* [Work item] From the entries below, output the line with "are also written" and each following line up to and including the line with "let file_appender = Builder::new()", exactly as written.

____________

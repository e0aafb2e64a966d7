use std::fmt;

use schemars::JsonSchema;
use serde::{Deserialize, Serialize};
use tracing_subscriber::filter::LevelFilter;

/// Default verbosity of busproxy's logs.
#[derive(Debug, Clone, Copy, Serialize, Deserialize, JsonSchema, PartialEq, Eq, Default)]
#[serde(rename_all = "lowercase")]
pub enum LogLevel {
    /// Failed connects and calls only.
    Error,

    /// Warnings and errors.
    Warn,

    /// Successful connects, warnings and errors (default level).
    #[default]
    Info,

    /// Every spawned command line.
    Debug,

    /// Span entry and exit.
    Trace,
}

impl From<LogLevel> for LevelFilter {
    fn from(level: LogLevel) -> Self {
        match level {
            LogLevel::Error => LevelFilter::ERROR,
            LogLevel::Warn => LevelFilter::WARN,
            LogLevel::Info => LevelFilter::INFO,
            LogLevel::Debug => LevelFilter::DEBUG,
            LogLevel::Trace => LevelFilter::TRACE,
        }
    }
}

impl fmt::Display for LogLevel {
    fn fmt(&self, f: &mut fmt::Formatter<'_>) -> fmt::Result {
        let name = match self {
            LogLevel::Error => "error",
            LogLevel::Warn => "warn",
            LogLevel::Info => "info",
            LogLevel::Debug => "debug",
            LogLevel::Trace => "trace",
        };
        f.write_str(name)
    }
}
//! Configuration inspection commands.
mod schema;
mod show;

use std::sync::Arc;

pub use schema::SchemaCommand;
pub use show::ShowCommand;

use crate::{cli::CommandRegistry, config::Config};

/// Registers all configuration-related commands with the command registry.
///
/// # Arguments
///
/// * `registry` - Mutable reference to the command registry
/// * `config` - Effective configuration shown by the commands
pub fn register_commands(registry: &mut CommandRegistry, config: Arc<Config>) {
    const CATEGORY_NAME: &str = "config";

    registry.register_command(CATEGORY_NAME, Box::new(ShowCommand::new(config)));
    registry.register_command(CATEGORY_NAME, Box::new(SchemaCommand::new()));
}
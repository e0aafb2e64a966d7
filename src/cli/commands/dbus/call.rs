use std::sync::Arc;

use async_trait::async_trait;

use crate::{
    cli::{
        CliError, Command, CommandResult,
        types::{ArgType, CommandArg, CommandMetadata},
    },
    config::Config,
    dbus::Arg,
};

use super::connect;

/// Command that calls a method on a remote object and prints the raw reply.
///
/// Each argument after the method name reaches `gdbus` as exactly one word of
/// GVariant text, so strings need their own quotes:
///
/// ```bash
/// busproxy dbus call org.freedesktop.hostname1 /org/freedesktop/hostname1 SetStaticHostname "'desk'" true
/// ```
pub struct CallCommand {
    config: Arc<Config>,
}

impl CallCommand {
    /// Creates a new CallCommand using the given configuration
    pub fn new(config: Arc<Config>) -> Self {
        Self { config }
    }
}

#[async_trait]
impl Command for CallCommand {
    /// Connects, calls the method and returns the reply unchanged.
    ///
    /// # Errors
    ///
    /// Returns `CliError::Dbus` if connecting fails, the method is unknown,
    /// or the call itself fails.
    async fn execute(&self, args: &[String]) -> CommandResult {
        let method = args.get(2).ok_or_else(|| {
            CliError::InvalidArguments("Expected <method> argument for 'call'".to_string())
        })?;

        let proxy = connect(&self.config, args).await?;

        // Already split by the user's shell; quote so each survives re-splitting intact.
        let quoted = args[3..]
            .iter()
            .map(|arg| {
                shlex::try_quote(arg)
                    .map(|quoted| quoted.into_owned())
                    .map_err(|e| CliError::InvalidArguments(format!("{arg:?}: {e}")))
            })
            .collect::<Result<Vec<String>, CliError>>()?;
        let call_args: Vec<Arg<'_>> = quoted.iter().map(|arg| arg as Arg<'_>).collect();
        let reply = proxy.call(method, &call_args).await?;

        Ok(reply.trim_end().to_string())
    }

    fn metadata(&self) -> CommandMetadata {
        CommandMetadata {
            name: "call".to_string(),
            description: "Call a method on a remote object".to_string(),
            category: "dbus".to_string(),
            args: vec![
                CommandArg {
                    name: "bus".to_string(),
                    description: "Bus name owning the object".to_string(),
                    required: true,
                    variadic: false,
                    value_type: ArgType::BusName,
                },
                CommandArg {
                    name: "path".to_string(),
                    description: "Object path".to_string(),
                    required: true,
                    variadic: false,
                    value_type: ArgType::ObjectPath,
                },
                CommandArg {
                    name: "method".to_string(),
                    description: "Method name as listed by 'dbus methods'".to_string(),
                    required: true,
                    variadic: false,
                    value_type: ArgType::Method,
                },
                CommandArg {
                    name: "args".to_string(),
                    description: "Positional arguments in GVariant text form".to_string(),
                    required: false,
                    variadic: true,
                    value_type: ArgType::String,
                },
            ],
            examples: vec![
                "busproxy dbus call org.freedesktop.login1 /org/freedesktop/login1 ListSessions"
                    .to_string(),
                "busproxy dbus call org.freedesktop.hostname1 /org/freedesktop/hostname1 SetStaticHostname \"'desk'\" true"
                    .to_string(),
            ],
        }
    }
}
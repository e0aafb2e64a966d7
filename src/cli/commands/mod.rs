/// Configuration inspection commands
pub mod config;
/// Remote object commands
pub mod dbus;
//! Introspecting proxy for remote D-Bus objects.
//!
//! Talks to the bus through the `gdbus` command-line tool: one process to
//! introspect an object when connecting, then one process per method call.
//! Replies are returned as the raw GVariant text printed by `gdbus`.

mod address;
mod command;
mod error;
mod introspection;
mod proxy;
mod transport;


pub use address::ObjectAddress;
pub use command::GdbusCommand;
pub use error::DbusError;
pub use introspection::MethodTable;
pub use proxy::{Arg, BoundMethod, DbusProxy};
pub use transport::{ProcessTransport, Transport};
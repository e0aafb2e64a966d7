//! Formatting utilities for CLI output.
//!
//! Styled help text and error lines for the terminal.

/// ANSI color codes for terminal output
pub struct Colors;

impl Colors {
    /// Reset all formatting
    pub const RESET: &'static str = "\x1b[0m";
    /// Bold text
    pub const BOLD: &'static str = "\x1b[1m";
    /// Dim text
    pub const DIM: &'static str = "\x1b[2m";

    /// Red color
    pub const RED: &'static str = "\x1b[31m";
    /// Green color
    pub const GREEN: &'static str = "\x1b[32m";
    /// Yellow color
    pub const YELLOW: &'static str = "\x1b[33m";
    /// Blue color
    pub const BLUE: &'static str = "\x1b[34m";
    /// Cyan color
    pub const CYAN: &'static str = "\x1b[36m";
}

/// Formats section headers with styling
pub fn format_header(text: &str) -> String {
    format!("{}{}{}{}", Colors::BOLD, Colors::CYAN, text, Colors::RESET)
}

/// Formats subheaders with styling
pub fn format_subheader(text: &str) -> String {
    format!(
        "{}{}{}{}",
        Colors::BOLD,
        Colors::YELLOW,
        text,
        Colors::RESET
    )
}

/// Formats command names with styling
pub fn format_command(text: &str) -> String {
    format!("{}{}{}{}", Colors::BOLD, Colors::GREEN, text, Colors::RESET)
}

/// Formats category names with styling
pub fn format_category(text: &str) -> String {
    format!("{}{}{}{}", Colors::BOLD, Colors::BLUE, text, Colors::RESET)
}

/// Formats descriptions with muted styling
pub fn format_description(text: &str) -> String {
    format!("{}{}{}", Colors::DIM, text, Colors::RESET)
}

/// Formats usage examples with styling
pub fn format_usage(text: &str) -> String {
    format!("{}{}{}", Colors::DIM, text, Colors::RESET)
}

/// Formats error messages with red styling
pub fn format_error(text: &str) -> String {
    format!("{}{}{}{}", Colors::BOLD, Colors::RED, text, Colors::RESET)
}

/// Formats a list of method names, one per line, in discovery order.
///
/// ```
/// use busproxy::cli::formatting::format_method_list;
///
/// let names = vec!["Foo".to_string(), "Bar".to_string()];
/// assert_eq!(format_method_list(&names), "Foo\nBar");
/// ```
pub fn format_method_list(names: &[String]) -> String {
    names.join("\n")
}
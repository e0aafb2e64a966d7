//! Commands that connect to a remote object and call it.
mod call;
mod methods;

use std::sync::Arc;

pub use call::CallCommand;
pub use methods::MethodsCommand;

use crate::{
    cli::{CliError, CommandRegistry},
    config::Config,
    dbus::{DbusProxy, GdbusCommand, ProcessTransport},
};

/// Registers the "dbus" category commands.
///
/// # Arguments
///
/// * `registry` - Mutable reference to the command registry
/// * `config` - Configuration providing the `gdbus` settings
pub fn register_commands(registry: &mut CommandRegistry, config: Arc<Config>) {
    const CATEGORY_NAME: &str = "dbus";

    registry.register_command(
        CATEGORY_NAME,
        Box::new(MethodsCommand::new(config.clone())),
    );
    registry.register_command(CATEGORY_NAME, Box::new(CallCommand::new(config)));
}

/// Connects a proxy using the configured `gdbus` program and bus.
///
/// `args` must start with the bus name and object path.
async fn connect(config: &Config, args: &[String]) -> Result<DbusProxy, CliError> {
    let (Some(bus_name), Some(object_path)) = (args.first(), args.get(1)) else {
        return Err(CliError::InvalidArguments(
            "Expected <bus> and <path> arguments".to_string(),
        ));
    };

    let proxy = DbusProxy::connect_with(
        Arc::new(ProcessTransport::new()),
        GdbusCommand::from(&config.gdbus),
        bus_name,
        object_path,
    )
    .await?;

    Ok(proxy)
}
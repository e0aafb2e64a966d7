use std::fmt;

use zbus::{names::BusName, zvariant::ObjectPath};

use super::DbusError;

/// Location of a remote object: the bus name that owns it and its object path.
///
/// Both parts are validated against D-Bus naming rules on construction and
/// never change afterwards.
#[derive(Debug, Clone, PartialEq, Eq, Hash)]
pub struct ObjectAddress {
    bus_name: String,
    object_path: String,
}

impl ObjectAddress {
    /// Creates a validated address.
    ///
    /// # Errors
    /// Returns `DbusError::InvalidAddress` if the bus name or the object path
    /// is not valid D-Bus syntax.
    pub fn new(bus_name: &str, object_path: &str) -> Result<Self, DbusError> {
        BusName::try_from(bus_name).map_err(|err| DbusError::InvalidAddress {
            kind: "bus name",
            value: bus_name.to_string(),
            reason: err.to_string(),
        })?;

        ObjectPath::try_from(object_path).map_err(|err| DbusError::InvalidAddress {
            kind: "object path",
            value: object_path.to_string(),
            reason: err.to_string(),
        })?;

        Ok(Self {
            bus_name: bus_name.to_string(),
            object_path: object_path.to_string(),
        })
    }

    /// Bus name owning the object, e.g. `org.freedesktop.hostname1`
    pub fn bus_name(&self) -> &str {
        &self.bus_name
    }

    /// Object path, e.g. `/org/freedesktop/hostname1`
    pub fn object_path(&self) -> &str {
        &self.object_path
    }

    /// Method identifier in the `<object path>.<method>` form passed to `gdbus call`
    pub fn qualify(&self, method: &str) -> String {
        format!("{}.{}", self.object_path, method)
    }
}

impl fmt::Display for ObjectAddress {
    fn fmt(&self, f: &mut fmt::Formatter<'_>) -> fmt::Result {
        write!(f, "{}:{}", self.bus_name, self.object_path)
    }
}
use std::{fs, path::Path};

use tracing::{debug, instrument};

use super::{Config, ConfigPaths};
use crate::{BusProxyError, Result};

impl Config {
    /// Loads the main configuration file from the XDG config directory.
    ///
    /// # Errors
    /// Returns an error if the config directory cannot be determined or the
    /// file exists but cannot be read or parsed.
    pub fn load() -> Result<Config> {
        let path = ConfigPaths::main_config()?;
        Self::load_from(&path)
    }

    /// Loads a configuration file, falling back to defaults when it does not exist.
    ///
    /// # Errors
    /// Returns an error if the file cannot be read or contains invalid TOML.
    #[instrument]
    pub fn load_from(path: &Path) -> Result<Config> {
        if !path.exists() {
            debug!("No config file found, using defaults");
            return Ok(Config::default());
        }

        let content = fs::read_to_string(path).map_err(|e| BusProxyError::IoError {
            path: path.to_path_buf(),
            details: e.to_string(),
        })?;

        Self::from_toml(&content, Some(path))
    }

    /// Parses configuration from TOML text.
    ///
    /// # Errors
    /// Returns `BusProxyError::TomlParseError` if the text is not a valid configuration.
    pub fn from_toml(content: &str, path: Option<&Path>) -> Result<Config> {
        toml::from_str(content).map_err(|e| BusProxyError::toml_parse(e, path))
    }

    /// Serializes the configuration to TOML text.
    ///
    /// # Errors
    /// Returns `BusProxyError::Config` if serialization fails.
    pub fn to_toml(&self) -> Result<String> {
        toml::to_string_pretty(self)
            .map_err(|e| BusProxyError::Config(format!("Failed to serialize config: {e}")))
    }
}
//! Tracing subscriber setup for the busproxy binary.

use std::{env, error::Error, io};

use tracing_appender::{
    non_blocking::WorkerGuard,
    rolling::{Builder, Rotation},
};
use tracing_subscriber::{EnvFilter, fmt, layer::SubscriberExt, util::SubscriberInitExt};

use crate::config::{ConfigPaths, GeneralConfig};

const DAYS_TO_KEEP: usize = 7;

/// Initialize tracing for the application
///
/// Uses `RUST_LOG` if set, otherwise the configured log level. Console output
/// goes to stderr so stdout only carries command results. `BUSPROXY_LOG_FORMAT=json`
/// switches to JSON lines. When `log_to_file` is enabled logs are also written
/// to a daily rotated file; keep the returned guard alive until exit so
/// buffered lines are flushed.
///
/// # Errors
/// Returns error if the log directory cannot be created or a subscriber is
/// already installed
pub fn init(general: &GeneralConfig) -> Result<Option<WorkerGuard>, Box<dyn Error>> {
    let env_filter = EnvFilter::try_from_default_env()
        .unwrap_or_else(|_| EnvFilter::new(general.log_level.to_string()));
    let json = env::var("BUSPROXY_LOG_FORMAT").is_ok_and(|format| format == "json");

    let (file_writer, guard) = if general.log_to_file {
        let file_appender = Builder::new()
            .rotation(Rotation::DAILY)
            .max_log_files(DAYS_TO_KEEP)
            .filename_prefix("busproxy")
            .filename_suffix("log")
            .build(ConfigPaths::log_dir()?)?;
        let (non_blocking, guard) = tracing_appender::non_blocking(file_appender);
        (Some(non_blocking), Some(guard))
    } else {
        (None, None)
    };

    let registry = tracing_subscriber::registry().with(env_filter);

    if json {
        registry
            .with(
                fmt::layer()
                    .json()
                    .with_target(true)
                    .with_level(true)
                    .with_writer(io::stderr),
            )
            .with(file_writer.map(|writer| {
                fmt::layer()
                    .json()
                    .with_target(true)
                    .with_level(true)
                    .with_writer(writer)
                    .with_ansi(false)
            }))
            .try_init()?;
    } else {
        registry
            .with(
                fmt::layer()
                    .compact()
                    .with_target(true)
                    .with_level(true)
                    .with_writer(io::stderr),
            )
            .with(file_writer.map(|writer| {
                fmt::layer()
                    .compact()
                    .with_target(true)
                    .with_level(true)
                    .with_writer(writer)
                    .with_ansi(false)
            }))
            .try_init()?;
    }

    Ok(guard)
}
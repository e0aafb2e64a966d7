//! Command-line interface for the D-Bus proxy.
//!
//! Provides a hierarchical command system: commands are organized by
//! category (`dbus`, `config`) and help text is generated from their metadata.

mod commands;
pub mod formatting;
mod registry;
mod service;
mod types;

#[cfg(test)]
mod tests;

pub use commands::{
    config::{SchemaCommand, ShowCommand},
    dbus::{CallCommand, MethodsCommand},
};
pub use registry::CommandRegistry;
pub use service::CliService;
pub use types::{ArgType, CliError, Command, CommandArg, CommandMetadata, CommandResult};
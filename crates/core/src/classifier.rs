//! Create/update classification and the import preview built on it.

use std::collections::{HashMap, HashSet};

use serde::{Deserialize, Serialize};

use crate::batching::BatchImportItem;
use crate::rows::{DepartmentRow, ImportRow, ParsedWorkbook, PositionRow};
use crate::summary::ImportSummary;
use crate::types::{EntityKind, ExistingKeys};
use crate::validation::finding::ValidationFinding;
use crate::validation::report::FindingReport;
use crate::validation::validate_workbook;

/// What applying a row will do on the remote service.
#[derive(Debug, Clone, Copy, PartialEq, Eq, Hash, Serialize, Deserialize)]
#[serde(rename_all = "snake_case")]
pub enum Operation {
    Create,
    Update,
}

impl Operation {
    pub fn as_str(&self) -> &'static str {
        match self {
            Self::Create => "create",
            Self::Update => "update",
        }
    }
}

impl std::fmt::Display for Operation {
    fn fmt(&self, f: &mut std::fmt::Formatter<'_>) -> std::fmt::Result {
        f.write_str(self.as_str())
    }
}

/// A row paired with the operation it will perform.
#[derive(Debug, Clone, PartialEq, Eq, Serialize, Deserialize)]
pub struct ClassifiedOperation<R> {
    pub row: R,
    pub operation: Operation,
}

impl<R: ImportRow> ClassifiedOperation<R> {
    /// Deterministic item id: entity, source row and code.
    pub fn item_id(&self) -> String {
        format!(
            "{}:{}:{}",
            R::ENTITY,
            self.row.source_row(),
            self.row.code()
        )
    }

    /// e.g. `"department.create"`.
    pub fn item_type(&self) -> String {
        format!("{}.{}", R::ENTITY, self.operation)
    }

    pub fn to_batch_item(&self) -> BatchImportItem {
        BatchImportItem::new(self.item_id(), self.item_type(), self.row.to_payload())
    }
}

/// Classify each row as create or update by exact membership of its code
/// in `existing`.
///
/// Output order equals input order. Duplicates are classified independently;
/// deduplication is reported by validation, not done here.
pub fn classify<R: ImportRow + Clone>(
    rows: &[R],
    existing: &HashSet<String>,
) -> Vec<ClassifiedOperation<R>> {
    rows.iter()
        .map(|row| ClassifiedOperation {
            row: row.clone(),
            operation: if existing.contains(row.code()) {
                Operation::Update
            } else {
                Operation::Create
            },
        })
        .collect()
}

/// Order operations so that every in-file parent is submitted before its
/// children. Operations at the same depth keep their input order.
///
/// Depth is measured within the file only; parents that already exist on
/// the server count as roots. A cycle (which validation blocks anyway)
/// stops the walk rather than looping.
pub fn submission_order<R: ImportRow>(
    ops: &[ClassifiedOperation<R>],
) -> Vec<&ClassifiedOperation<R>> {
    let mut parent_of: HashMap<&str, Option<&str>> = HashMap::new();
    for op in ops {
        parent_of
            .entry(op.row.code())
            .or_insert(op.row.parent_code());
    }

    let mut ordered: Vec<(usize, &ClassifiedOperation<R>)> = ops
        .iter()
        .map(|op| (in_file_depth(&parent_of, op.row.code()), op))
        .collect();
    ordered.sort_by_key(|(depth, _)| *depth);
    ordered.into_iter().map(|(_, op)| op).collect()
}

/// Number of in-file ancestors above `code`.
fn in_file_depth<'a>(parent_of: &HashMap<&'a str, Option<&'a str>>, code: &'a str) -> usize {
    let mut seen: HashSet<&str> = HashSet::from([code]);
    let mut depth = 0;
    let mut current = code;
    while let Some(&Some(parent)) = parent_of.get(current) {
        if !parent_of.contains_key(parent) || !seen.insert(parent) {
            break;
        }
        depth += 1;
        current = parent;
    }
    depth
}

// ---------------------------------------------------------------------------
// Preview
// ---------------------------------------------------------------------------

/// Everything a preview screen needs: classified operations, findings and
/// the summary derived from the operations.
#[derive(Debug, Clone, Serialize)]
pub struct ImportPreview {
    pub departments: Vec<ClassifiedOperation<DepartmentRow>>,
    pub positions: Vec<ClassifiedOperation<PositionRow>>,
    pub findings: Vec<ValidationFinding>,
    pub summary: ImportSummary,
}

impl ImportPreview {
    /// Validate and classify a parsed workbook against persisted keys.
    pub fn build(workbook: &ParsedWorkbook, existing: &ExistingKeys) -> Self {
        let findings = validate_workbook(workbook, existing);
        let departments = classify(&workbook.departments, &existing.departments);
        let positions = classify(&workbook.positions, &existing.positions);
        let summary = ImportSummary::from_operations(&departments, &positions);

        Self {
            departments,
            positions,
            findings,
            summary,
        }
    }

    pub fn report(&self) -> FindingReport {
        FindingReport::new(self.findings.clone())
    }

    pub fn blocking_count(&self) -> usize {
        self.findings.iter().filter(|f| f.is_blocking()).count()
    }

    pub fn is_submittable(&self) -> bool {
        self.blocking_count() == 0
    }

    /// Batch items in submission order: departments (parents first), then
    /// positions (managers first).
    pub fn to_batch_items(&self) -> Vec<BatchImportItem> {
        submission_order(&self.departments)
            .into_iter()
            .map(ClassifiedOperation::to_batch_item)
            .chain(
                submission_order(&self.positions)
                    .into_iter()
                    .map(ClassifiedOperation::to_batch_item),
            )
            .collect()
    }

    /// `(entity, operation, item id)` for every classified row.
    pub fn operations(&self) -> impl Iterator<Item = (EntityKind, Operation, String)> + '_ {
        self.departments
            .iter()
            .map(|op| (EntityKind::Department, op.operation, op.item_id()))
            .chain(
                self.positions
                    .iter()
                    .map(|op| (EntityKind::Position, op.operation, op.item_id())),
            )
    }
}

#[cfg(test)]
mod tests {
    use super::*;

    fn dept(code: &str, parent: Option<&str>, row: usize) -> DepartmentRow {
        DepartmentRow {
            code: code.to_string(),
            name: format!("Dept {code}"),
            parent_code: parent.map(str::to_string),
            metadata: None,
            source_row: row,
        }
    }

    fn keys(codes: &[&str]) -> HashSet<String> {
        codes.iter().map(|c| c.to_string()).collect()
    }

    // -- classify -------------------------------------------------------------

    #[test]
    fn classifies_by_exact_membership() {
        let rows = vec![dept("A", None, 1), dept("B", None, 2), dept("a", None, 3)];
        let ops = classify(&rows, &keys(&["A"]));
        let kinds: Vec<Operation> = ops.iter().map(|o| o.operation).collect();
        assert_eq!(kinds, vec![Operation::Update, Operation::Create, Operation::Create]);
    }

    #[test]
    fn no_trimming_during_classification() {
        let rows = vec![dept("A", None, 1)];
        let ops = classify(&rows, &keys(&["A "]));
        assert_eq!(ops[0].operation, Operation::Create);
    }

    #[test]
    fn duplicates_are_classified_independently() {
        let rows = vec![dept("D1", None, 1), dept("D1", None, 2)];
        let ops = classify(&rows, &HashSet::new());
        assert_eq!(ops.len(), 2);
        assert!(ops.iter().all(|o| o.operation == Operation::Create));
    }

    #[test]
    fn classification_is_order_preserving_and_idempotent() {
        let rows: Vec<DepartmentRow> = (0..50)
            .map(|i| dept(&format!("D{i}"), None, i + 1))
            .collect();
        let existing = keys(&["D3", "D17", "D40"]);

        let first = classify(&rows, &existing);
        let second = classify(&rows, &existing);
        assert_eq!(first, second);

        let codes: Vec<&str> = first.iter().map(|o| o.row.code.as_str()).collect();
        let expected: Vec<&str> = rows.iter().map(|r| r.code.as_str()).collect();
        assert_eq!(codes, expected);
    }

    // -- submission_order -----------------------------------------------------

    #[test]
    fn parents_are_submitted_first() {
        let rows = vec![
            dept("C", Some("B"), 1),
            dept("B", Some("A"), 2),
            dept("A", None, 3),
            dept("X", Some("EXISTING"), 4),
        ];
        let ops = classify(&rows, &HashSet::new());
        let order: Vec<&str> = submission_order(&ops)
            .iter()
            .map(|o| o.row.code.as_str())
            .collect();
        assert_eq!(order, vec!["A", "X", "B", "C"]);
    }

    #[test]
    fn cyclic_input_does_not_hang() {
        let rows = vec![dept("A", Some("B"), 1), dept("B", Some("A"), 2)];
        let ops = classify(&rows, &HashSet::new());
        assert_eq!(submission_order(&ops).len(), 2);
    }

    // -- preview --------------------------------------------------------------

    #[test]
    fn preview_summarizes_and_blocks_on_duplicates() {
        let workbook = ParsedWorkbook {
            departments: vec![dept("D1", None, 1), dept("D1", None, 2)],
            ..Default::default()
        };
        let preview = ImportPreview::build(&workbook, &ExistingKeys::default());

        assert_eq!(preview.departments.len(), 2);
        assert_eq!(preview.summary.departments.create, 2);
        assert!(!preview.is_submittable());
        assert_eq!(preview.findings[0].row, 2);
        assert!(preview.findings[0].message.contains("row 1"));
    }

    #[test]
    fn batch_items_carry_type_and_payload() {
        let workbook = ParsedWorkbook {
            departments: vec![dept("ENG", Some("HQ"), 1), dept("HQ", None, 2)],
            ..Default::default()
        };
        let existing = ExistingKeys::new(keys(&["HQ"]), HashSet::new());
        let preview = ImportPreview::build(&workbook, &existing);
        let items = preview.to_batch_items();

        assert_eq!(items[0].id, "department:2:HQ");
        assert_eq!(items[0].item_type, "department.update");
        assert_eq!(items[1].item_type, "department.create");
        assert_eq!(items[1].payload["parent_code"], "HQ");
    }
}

____________

* [Result of the task]
/// switches to JSON lines. When `log_to_file` is enabled logs are also written
/// to a daily rotated file; keep the returned guard alive until exit so
/// buffered lines are flushed.
///
/// # Errors
/// Returns error if the log directory cannot be created or a subscriber is
/// already installed
pub fn init(general: &GeneralConfig) -> Result<Option<WorkerGuard>, Box<dyn Error>> {
    let env_filter = EnvFilter::try_from_default_env()
        .unwrap_or_else(|_| EnvFilter::new(general.log_level.to_string()));
    let json = env::var("BUSPROXY_LOG_FORMAT").is_ok_and(|format| format == "json");

    let (file_writer, guard) = if general.log_to_file {
        let file_appender = Builder::new()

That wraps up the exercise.